Date of this Version
Chapter 10 in Fostering the Emotional Well-being of Our Youth: A School-Based Approach (Philip J. Lazarus, Shannon M. Suldo, and Beth Doll, eds.), pp. 204–223. New York: Oxford University Press, 2021.
Early childhood is a critical period during which children learn to regulate and manage emotions and actions, develop and maintain social relationships, and interact effectively with others (Scott-Little, Kagan, & Frelow, 2006). Children who know how to use appropriate behavioral and emotional strategies and effectively interact with others are more likely to develop positive relationships and be accepted by peers later on (Odom, McConnell, & Brown, 2008). Emotional well-being and competence is one of the key areas of development that goes through significant changes over the early childhood period (Hyson, Copple, & Jones, 2006; Keane & Calkins, 2004), and thus, researchers and practitioners in the field of early care and education add a significant emphasis on this area of development.

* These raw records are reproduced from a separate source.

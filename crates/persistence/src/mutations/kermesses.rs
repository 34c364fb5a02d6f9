// Copyright (C) 2026 Fred Clausen
// Use of this source code is governed by an MIT-style
// license that can be found in the LICENSE file or at
// https://opensource.org/licenses/MIT.

use diesel::SqliteConnection;
use diesel::prelude::*;
use kermesse_domain::LifecycleStatus;
use tracing::info;

use crate::diesel_schema::{kermesses, kermesses_stands, kermesses_users};
use crate::error::PersistenceError;

/// Creates a running kermesse owned by `organizer_id`.
///
/// # Errors
///
/// Returns an error if the insert fails.
pub fn create_kermesse(
    conn: &mut SqliteConnection,
    organizer_id: i64,
    name: &str,
    description: &str,
) -> Result<i64, PersistenceError> {
    let kermesse_id: i64 = diesel::insert_into(kermesses::table)
        .values((
            kermesses::organizer_id.eq(organizer_id),
            kermesses::name.eq(name),
            kermesses::description.eq(description),
            kermesses::status.eq(LifecycleStatus::Started.as_str()),
        ))
        .returning(kermesses::kermesse_id)
        .get_result(conn)?;

    info!(kermesse_id, organizer_id, "Kermesse created");
    Ok(kermesse_id)
}

/// Updates the name and description of a running kermesse.
///
/// # Errors
///
/// Returns `PersistenceError::AlreadyFinished` if the kermesse is not running.
pub fn update_kermesse(
    conn: &mut SqliteConnection,
    kermesse_id: i64,
    name: &str,
    description: &str,
) -> Result<(), PersistenceError> {
    let updated: usize = diesel::update(
        kermesses::table
            .filter(kermesses::kermesse_id.eq(kermesse_id))
            .filter(kermesses::status.eq(LifecycleStatus::Started.as_str())),
    )
    .set((kermesses::name.eq(name), kermesses::description.eq(description)))
    .execute(conn)?;

    if updated == 0 {
        return Err(PersistenceError::AlreadyFinished {
            resource: "kermesse",
            id: kermesse_id,
        });
    }

    info!(kermesse_id, "Kermesse updated");
    Ok(())
}

/// Moves a running kermesse to `FINISHED`.
///
/// # Errors
///
/// Returns `PersistenceError::AlreadyFinished` if it was not running.
pub fn finish_kermesse(
    conn: &mut SqliteConnection,
    kermesse_id: i64,
) -> Result<(), PersistenceError> {
    let updated: usize = diesel::update(
        kermesses::table
            .filter(kermesses::kermesse_id.eq(kermesse_id))
            .filter(kermesses::status.eq(LifecycleStatus::Started.as_str())),
    )
    .set(kermesses::status.eq(LifecycleStatus::Finished.as_str()))
    .execute(conn)?;

    if updated == 0 {
        return Err(PersistenceError::AlreadyFinished {
            resource: "kermesse",
            id: kermesse_id,
        });
    }

    info!(kermesse_id, "Kermesse finished");
    Ok(())
}

/// Links a user to a kermesse.
///
/// # Errors
///
/// Returns `PersistenceError::Duplicate` if the link already exists.
pub fn link_user(
    conn: &mut SqliteConnection,
    kermesse_id: i64,
    user_id: i64,
) -> Result<(), PersistenceError> {
    diesel::insert_into(kermesses_users::table)
        .values((
            kermesses_users::kermesse_id.eq(kermesse_id),
            kermesses_users::user_id.eq(user_id),
        ))
        .execute(conn)?;

    info!(kermesse_id, user_id, "User linked to kermesse");
    Ok(())
}

/// Links a user to a kermesse unless the link already exists.
///
/// Returns true if a new link was created.
///
/// # Errors
///
/// Returns an error if the insert fails.
pub fn link_user_if_absent(
    conn: &mut SqliteConnection,
    kermesse_id: i64,
    user_id: i64,
) -> Result<bool, PersistenceError> {
    let inserted: usize = diesel::insert_or_ignore_into(kermesses_users::table)
        .values((
            kermesses_users::kermesse_id.eq(kermesse_id),
            kermesses_users::user_id.eq(user_id),
        ))
        .execute(conn)?;

    if inserted > 0 {
        info!(kermesse_id, user_id, "User linked to kermesse");
    }
    Ok(inserted > 0)
}

/// Links a stand to a kermesse.
///
/// # Errors
///
/// Returns `PersistenceError::Duplicate` if the link already exists.
pub fn link_stand(
    conn: &mut SqliteConnection,
    kermesse_id: i64,
    stand_id: i64,
) -> Result<(), PersistenceError> {
    diesel::insert_into(kermesses_stands::table)
        .values((
            kermesses_stands::kermesse_id.eq(kermesse_id),
            kermesses_stands::stand_id.eq(stand_id),
        ))
        .execute(conn)?;

    info!(kermesse_id, stand_id, "Stand linked to kermesse");
    Ok(())
}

Early learning guidelines and standards of most states in the United States include the domain of social-emotional development, and early childhood educators regularly assess and document children’s developmental trajectories and progress of emotional competence (Oberle & Schonert-Reichel, 2017; Scott-Little et al., 2006). In this chapter, we describe supports for young children’s emotional well-being and positive behavior, promising strategies and interventions used in early care and education settings, the well-being of early childhood educators1 that impacts children’s emotional competence, and the importance of engaging families in promoting children’s emotional well-being and positive behavior.